Transformation — Features for a Machine learning model are generated through a data pipeline. The feature store acts as an orchestrator for these pipelines. The features are recomputed based on a specified time interval and the transformation pipeline logic can be reused for this purpose.

Ingestion of Features:

The Feature Store architecture consists of Ingestion and Consumption mechanisms. Ingestion is the process of collecting raw data, feature engineering it to required features, and storing them in a storage solution. There are two types of ingestion: batch processing and streaming.

Batch Processing Ingestion — Batch processing is done when a bulk of data arrives at a scheduled time. The frequency can be something like once a day, twice an hour, once a week, etc. Since the data will be coming in bulk the data would be stored with the likes of Amazon S3, Database, HDFS, Data Warehouse, and Data Lakes. Spark can be used to handle bulk data with ease and store the Entity ID and Features in the Feature Store.

Streaming Ingestion — Streaming is real-time data. The data will be coming without any prior information. So Kafka will be an ideal candidate for Streaming ingestion. The data will be stored as log files or we can get them through API calls.

Consumption of Features:

Consumption is the process of consuming the stored features in an efficient manner. The types of consumption are model training and model serving.

Model Training — In this case we only select a subset of features of the total population but we would be selecting all the entities. We might consume data for experimentation or production in this method. For experimentation, we go with Google Colab or Jupyter notebook and for products, we use Spark or TensorFlow, or Pytorch.

Model Serving — In this case, we consume features from the Feature Store using an API call. The output would be sent to a web or mobile application. We would call only certain entities based on the entity ID received. The main requirement of this method is to support very low latency.

Advantages of Feature Store:

Improved Collaboration — Since Feature Stores have all the data concentrated in a repository. It improves collaboration between teams. The Features can be reused by multiple teams and this helps in avoiding redundancy to a great extent.

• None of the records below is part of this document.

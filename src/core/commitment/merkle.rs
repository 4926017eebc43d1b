//! Merkle accumulator over a chain's key-value store, plus the proof
//! verification primitives.
//!
//! Leaves are the store entries sorted by key. The leaf layer is padded to a
//! power of two with a fixed padding hash, and the final root binds the
//! number of real leaves, so a proof cannot lie about the tree shape:
//!
//! ```text
//! leaf  = H(0x00 || len(key) || key || H(value))
//! inner = H(0x01 || left || right)
//! pad   = H(0x02)
//! root  = H(0x03 || top || len(leaves))
//! ```
//!
//! Membership is an audit path from a leaf to the root. Non-membership is
//! proven by exhibiting the two adjacent leaves that straddle the queried
//! key (or a single edge leaf, or the empty tree).

use sha2::{Digest, Sha256};

use crate::core::commitment::commitment::{apply_prefix, CommitmentPrefix, CommitmentRoot};
use crate::core::commitment::error::CommitmentError;
use crate::prelude::*;

type Hash = [u8; 32];

const LEAF_DOMAIN: u8 = 0x00;
const INNER_DOMAIN: u8 = 0x01;
const PAD_DOMAIN: u8 = 0x02;
const ROOT_DOMAIN: u8 = 0x03;

fn sha256(data: &[u8]) -> Hash {
    Sha256::digest(data).into()
}

fn leaf_hash(key: &[u8], value_hash: &Hash) -> Hash {
    let mut input = Vec::with_capacity(1 + 8 + key.len() + 32);
    input.push(LEAF_DOMAIN);
    input.extend_from_slice(&(key.len() as u64).to_be_bytes());
    input.extend_from_slice(key);
    input.extend_from_slice(value_hash);
    sha256(&input)
}

fn inner_hash(left: &Hash, right: &Hash) -> Hash {
    let mut input = [0u8; 65];
    input[0] = INNER_DOMAIN;
    input[1..33].copy_from_slice(left);
    input[33..].copy_from_slice(right);
    sha256(&input)
}

fn pad_hash() -> Hash {
    sha256(&[PAD_DOMAIN])
}

fn finalize_root(top: &Hash, total: u64) -> Vec<u8> {
    let mut input = [0u8; 41];
    input[0] = ROOT_DOMAIN;
    input[1..33].copy_from_slice(top);
    input[33..].copy_from_slice(&total.to_be_bytes());
    sha256(&input).to_vec()
}

/// The commitment root of a store with no entries.
pub fn empty_root() -> CommitmentRoot {
    finalize_root(&pad_hash(), 0).into()
}

/// Proof that `key` is bound to a value hashing to `value_hash` in the tree
/// committed to by a [`CommitmentRoot`].
#[derive(Clone, Debug, PartialEq, Eq, serde::Serialize, serde::Deserialize)]
pub struct ExistenceProof {
    pub key: Vec<u8>,
    pub value_hash: Hash,
    /// Position of the leaf in the sorted leaf layer.
    pub index: u64,
    /// Number of real (unpadded) leaves in the tree.
    pub total: u64,
    /// Sibling hashes from the leaf layer up to the top of the tree.
    pub audit_path: Vec<Hash>,
}

/// Proof that `key` is absent from the tree: its would-be position is
/// straddled by two adjacent leaves (either of which may be missing when the
/// key sorts before the first or after the last entry).
#[derive(Clone, Debug, PartialEq, Eq, serde::Serialize, serde::Deserialize)]
pub struct NonExistenceProof {
    pub key: Vec<u8>,
    pub left: Option<ExistenceProof>,
    pub right: Option<ExistenceProof>,
}

/// An opaque-to-the-caller proof blob, interpretable only by this verifier.
#[derive(Clone, Debug, PartialEq, Eq, serde::Serialize, serde::Deserialize)]
pub enum CommitmentProof {
    Existence(ExistenceProof),
    NonExistence(NonExistenceProof),
}

impl ExistenceProof {
    /// Recomputes the root from the leaf and audit path and checks it
    /// against the trusted one.
    fn verify_against(&self, root: &CommitmentRoot) -> Result<(), CommitmentError> {
        if self.index >= self.total {
            return Err(CommitmentError::MalformedProof {
                description: "leaf index out of range".to_string(),
            });
        }

        let padded = self.total.next_power_of_two();
        let expected_depth = padded.trailing_zeros() as usize;
        if self.audit_path.len() != expected_depth {
            return Err(CommitmentError::MalformedProof {
                description: format!(
                    "audit path has {} nodes, expected {expected_depth}",
                    self.audit_path.len()
                ),
            });
        }

        let mut node = leaf_hash(&self.key, &self.value_hash);
        let mut index = self.index;
        for sibling in &self.audit_path {
            node = if index & 1 == 1 {
                inner_hash(sibling, &node)
            } else {
                inner_hash(&node, sibling)
            };
            index >>= 1;
        }

        if finalize_root(&node, self.total) != root.as_bytes() {
            return Err(CommitmentError::MismatchedRoot);
        }

        Ok(())
    }
}

/// Verifies that `value` is stored under `path` (namespaced by `prefix`) in
/// the store committed to by `root`.
pub fn verify_membership(
    root: &CommitmentRoot,
    prefix: &CommitmentPrefix,
    proof: &CommitmentProof,
    path: &[u8],
    value: &[u8],
) -> Result<(), CommitmentError> {
    if root.as_bytes().is_empty() {
        return Err(CommitmentError::EmptyCommitmentRoot);
    }

    let CommitmentProof::Existence(proof) = proof else {
        return Err(CommitmentError::ExpectedExistenceProof);
    };

    if proof.key != apply_prefix(prefix, path) {
        return Err(CommitmentError::MismatchedKey);
    }
    if proof.value_hash != sha256(value) {
        return Err(CommitmentError::MismatchedValue);
    }

    proof.verify_against(root)
}

/// Verifies that nothing is stored under `path` (namespaced by `prefix`) in
/// the store committed to by `root`.
pub fn verify_non_membership(
    root: &CommitmentRoot,
    prefix: &CommitmentPrefix,
    proof: &CommitmentProof,
    path: &[u8],
) -> Result<(), CommitmentError> {
    if root.as_bytes().is_empty() {
        return Err(CommitmentError::EmptyCommitmentRoot);
    }

    let CommitmentProof::NonExistence(proof) = proof else {
        return Err(CommitmentError::ExpectedNonExistenceProof);
    };

    let key = apply_prefix(prefix, path);
    if proof.key != key {
        return Err(CommitmentError::MismatchedKey);
    }

    match (&proof.left, &proof.right) {
        (None, None) => {
            // Only the empty store has no neighbors anywhere.
            if root != &empty_root() {
                return Err(CommitmentError::MismatchedRoot);
            }
        }
        (Some(left), None) => {
            left.verify_against(root)?;
            if left.key.as_slice() >= key.as_slice() {
                return Err(CommitmentError::KeyOutsideNeighborGap);
            }
            if left.index + 1 != left.total {
                return Err(CommitmentError::NonAdjacentNeighbors);
            }
        }
        (None, Some(right)) => {
            right.verify_against(root)?;
            if right.key.as_slice() <= key.as_slice() {
                return Err(CommitmentError::KeyOutsideNeighborGap);
            }
            if right.index != 0 {
                return Err(CommitmentError::NonAdjacentNeighbors);
            }
        }
        (Some(left), Some(right)) => {
            left.verify_against(root)?;
            right.verify_against(root)?;
            if left.key.as_slice() >= key.as_slice() || right.key.as_slice() <= key.as_slice() {
                return Err(CommitmentError::KeyOutsideNeighborGap);
            }
            if left.total != right.total || left.index + 1 != right.index {
                return Err(CommitmentError::NonAdjacentNeighbors);
            }
        }
    }

    Ok(())
}

/// A Merkle tree over a snapshot of store entries; produces the root and
/// both kinds of proofs. Hosts with a native commitment store supply their
/// own prover; this one backs the mock store and the verifier tests.
#[derive(Clone, Debug)]
pub struct MerkleTree {
    /// Sorted by key.
    leaves: Vec<(Vec<u8>, Hash)>,
}

impl MerkleTree {
    pub fn from_entries<'a, I>(entries: I) -> Self
    where
        I: IntoIterator<Item = (&'a [u8], &'a [u8])>,
    {
        let mut leaves: Vec<(Vec<u8>, Hash)> = entries
            .into_iter()
            .map(|(k, v)| (k.to_vec(), sha256(v)))
            .collect();
        leaves.sort_by(|a, b| a.0.cmp(&b.0));
        Self { leaves }
    }

    pub fn root(&self) -> CommitmentRoot {
        let total = self.leaves.len() as u64;
        if total == 0 {
            return empty_root();
        }
        let levels = self.levels();
        let top = levels
            .last()
            .and_then(|level| level.first())
            .copied()
            .unwrap_or_else(pad_hash);
        finalize_root(&top, total).into()
    }

    /// Returns `None` when the key is not in the tree.
    pub fn existence_proof(&self, key: &[u8]) -> Option<ExistenceProof> {
        let index = self
            .leaves
            .binary_search_by(|(k, _)| k.as_slice().cmp(key))
            .ok()?;
        Some(self.proof_at(index))
    }

    /// Returns `None` when the key is present in the tree.
    pub fn non_existence_proof(&self, key: &[u8]) -> Option<NonExistenceProof> {
        match self.leaves.binary_search_by(|(k, _)| k.as_slice().cmp(key)) {
            Ok(_) => None,
            Err(insertion) => {
                let left = insertion.checked_sub(1).map(|i| self.proof_at(i));
                let right = (insertion < self.leaves.len()).then(|| self.proof_at(insertion));
                Some(NonExistenceProof {
                    key: key.to_vec(),
                    left,
                    right,
                })
            }
        }
    }

    fn proof_at(&self, index: usize) -> ExistenceProof {
        let levels = self.levels();
        let mut audit_path = Vec::new();
        let mut position = index;
        // The last level is the single top node and contributes no sibling.
        for level in &levels[..levels.len().saturating_sub(1)] {
            let sibling = position ^ 1;
            audit_path.push(level[sibling]);
            position >>= 1;
        }

        let (key, value_hash) = self.leaves[index].clone();
        ExistenceProof {
            key,
            value_hash,
            index: index as u64,
            total: self.leaves.len() as u64,
            audit_path,
        }
    }

    /// All tree levels, bottom-up; the leaf layer is padded to a power of
    /// two. For an empty tree this returns a single padding node.
    fn levels(&self) -> Vec<Vec<Hash>> {
        let mut level: Vec<Hash> = self
            .leaves
            .iter()
            .map(|(k, vh)| leaf_hash(k, vh))
            .collect();
        let padded = level.len().next_power_of_two().max(1);
        level.resize(padded, pad_hash());

        let mut levels = vec![level];
        while levels[levels.len() - 1].len() > 1 {
            let previous = &levels[levels.len() - 1];
            let next = previous
                .chunks(2)
                .map(|pair| inner_hash(&pair[0], &pair[1]))
                .collect();
            levels.push(next);
        }
        levels
    }
}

Guarantee of Data Quality — Since the ingestion is done by Subject matter experts, there is a guarantee that the data will be of High quality. Multiple subject matter experts coming together will help the organization establish a high-quality single source of truth.

Abstraction — Feature Stores bring in a layer of abstraction to the users. The preprocessing, transformation, and engineering are completely abstracted so the users can just concentrate on the job at hand.

Conclusion:

Recent advancements in the Feature Store architecture have made organizations integrate them into their MLOps pipeline. Feature Stores are currently being used in the production environment to handle datasets and data pipelines. Due to their centralized nature Feature Stores improve collaboration and reduce redundancy.

References:

  1. How much data is generated each day? | World Economic Forum (weforum.org)
  2. What is a Feature Store? | Tecton
  3. (7009) ML System Design: Feature Store — YouTube
  4. What are Feature Stores and Why Are They Critical for Scaling Data Science? | by Adi Hirschtein | Towards Data Science

Want to Connect?

Linked In — Prithivee Ramalingam | LinkedIn

Medium — Prithivee Ramalingam — Medium


Integrating Feature Stores in ML architecture. was originally published in Towards AI on Medium, where people are continuing the conversation by highlighting and responding to this story.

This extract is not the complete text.